July 16, 2010

Language(s), Timothy!

With foreign languages playing such an important role in my life for nearly twenty years, I thought it only right I attempted to get some of my stories published in non-English markets. To that end, I've been busy subbing to everything from Catalan to Hebrew magazines, via Dutch and Swedish websites and have already had a hopeful response or two. With any luck, I'll be able to post some updates on here before the end of the summer concerning stories such as The Fisher Men, The Bridge Builder of Arta, Base Liberty Point, Those In The Flames, The Weight of the Wish, Chicago String Quartet and others.

I know from my many years living and working abroad how important the translation of ideas (rather than words) is for successful communication. I'm keen to see what those translators working in languages I'm more familiar with will do with my works.

Right, off to buy my fork handles.

July 05, 2010

Author Page at Amazon

Oooh! I'm far prouder of this than I should be, considering Amazon didn't actually do anything apart from make it possible for authors to create their own author page. I even chose a moody writer photo for the occasion. Look at me, sailing away from a world I've given up on, despairing of its utter stupidity. (As it was, I was off for my usual three-monthly visa renewal in Uruguay and feeling rather chipper, but the emo writer tale makes better reading!)

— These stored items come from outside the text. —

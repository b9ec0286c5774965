//! Partial Hough transform in velocity space.
//!
//! Every pair `(X, C)` maps to a velocity disc: the secant velocity from `X` to `C` on
//! the tangent plane at `X` (deg/day), with radius `2·thresh/Δt`. For each end point `E`
//! (latest first) the tracklet collects every candidate strictly between `X` and `E`
//! whose disc overlaps the disc of `E`; when several candidates share an epoch, the one
//! whose velocity is closest to that of `E` is taken.

use itertools::Itertools;

use crate::{
    constants::{Degree, ObsIndex, DEG_PER_HOUR, RADEG, TIME_EPS},
    conversion::ra_delta_hours,
    observations::{Observation, ObservationStore},
    tracks::Track,
};

use super::TrackletParams;

#[derive(Debug, Clone, Copy)]
struct VelocityDisc {
    vx: f64,
    vy: f64,
    radius: f64,
}

impl VelocityDisc {
    fn between(x: &Observation, y: &Observation, thresh: Degree) -> Self {
        let dt = (y.time - x.time).max(TIME_EPS);
        let cos_dec = (x.dec * RADEG).cos();
        VelocityDisc {
            vx: ra_delta_hours(x.ra, y.ra) * DEG_PER_HOUR * cos_dec / dt,
            vy: (y.dec - x.dec) / dt,
            radius: 2.0 * thresh / dt,
        }
    }

    fn distance(&self, other: &VelocityDisc) -> f64 {
        (self.vx - other.vx).hypot(self.vy - other.vy)
    }

    fn overlaps(&self, other: &VelocityDisc) -> bool {
        self.distance(other) <= self.radius + other.radius
    }
}

/// Build one tracklet per end point from start observation `x`.
///
/// Candidate tracklets whose observations are all contained in an earlier one are
/// dropped when `remove_subsets` is set; in greedy mode only the longest survive.
/// A singleton `{x}` is reported when `min_obs <= 1`.
pub fn expand(
    store: &ObservationStore,
    x: ObsIndex,
    candidates: &[ObsIndex],
    params: &TrackletParams,
) -> Vec<Track> {
    let ox = store.obs(x);
    let discs: Vec<VelocityDisc> = candidates
        .iter()
        .map(|&c| VelocityDisc::between(ox, store.obs(c), params.thresh))
        .collect();

    let mut kept: Vec<Track> = Vec::new();

    for (e_pos, &e) in candidates.iter().enumerate().rev() {
        let t_e = store.obs(e).time;
        let disc_e = &discs[e_pos];

        let chosen = candidates[..e_pos]
            .iter()
            .zip(&discs[..e_pos])
            .filter(|&(&c, d)| {
                let t_c = store.obs(c).time;
                t_c > ox.time + TIME_EPS && t_c < t_e - TIME_EPS && disc_e.overlaps(d)
            })
            .chunk_by(|&(&c, _)| store.obs(c).time)
            .into_iter()
            .filter_map(|(_, same_epoch)| {
                same_epoch
                    .min_by(|a, b| disc_e.distance(a.1).total_cmp(&disc_e.distance(b.1)))
                    .map(|(&c, _)| c)
            })
            .collect::<Vec<_>>();

        let track = Track::with_quad_threshold(
            store,
            std::iter::once(x).chain(chosen).chain(std::iter::once(e)),
            params.num_for_quad,
        );
        if track.num_obs() > params.max_obs {
            continue;
        }

        if params.remove_subsets && kept.iter().any(|k| track.is_subset_of(k)) {
            continue;
        }
        kept.push(track);
    }

    if params.min_obs <= 1 {
        kept.push(Track::with_quad_threshold(store, [x], params.num_for_quad));
    }
    if params.greedy {
        let longest = kept.iter().map(Track::num_obs).max().unwrap_or(0);
        kept.retain(|t| t.num_obs() == longest);
    }
    kept
}
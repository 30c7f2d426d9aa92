//! JSON Schema validation for test-case documents.
//!
//! Test cases are checked against `schema/test_case.schema.json` before they
//! are deserialized, so structural mistakes are reported with the path of
//! the offending value rather than as a serde error.

use std::sync::OnceLock;

use thiserror::Error;

/// Embedded test-case schema (loaded at compile time).
const TEST_CASE_SCHEMA_JSON: &str = include_str!("../../../schema/test_case.schema.json");

/// Compiled validator (initialized once, reused).
static COMPILED_SCHEMA: OnceLock<Result<jsonschema::Validator, String>> = OnceLock::new();

/// Errors from schema loading.
#[derive(Error, Debug)]
pub enum SchemaError {
    #[error("Failed to load schema: {0}")]
    LoadError(String),
}

fn get_validator() -> Result<&'static jsonschema::Validator, SchemaError> {
    let result = COMPILED_SCHEMA.get_or_init(|| {
        let schema_value: serde_json::Value = serde_json::from_str(TEST_CASE_SCHEMA_JSON)
            .map_err(|e| format!("Invalid schema JSON: {}", e))?;
        jsonschema::options()
            .build(&schema_value)
            .map_err(|e| format!("Failed to compile schema: {}", e))
    });

    result
        .as_ref()
        .map_err(|e| SchemaError::LoadError(e.clone()))
}

/// Validate a test-case document against the schema.
///
/// # Returns
///
/// * `Ok(())` - Document is valid
/// * `Err(Vec<String>)` - One `"<message> at <instance path>"` per violation
pub fn validate_test_case_schema(document: &serde_json::Value) -> Result<(), Vec<String>> {
    let validator = get_validator().map_err(|e| vec![e.to_string()])?;

    let errors: Vec<String> = validator
        .iter_errors(document)
        .map(|e| format!("{} at {}", e, e.instance_path))
        .collect();

    if errors.is_empty() {
        Ok(())
    } else {
        tracing::debug!(violations = errors.len(), "Test case failed schema validation");
        Err(errors)
    }
}

/// Whether a document is valid against the schema.
pub fn is_valid_test_case(document: &serde_json::Value) -> bool {
    get_validator()
        .map(|v| v.is_valid(document))
        .unwrap_or(false)
}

Currently, there are three books on US and UK Amazon that I'm involved in. The challenge is to expand that list and that'll be my aim between August and Christmas.

My Amazon.com author page

July 02, 2010

Much better this term

Admit it, we're all suckers for reviews. I've had two (that I'm aware of) so far. One for my online story "The Other You" which deals with computer dating a couple of centuries in the future. The story can be found on Rotten Leaves. Pablo D'Stair was kind enough to leave a review, the entirety of which can be read at the Rotten Leaves site:
The thing is, the light hand you give to the sci-fi elements is how such things should work–no big deal, treated as though perfectly ordinary, hints at details of a world that seem to be being told as minutia, from within, the sort of stuff someone there would notice and mention, not the sort of stuff the story itself seems to be pushing out as clever or noteworthy (a tough trick to pull, one that a lot of basically good work gets messy with).
 The only other review of my work is a couple of sentences about "Screen Six" on the SFRevu site:
"Screen Six" by Neil Coghlan features Manny Gibbs who works as a security guard in an apartment building . His job is to monitor television screens that show various areas where there might be trouble. He finds that one screen seems to be showing the future. How this all works out makes for a good read.
  Always good to hear your work has been received well...especially in a week of three rejections! Sometimes you need a few blobs of black text on white screen to get you over the next speed bump.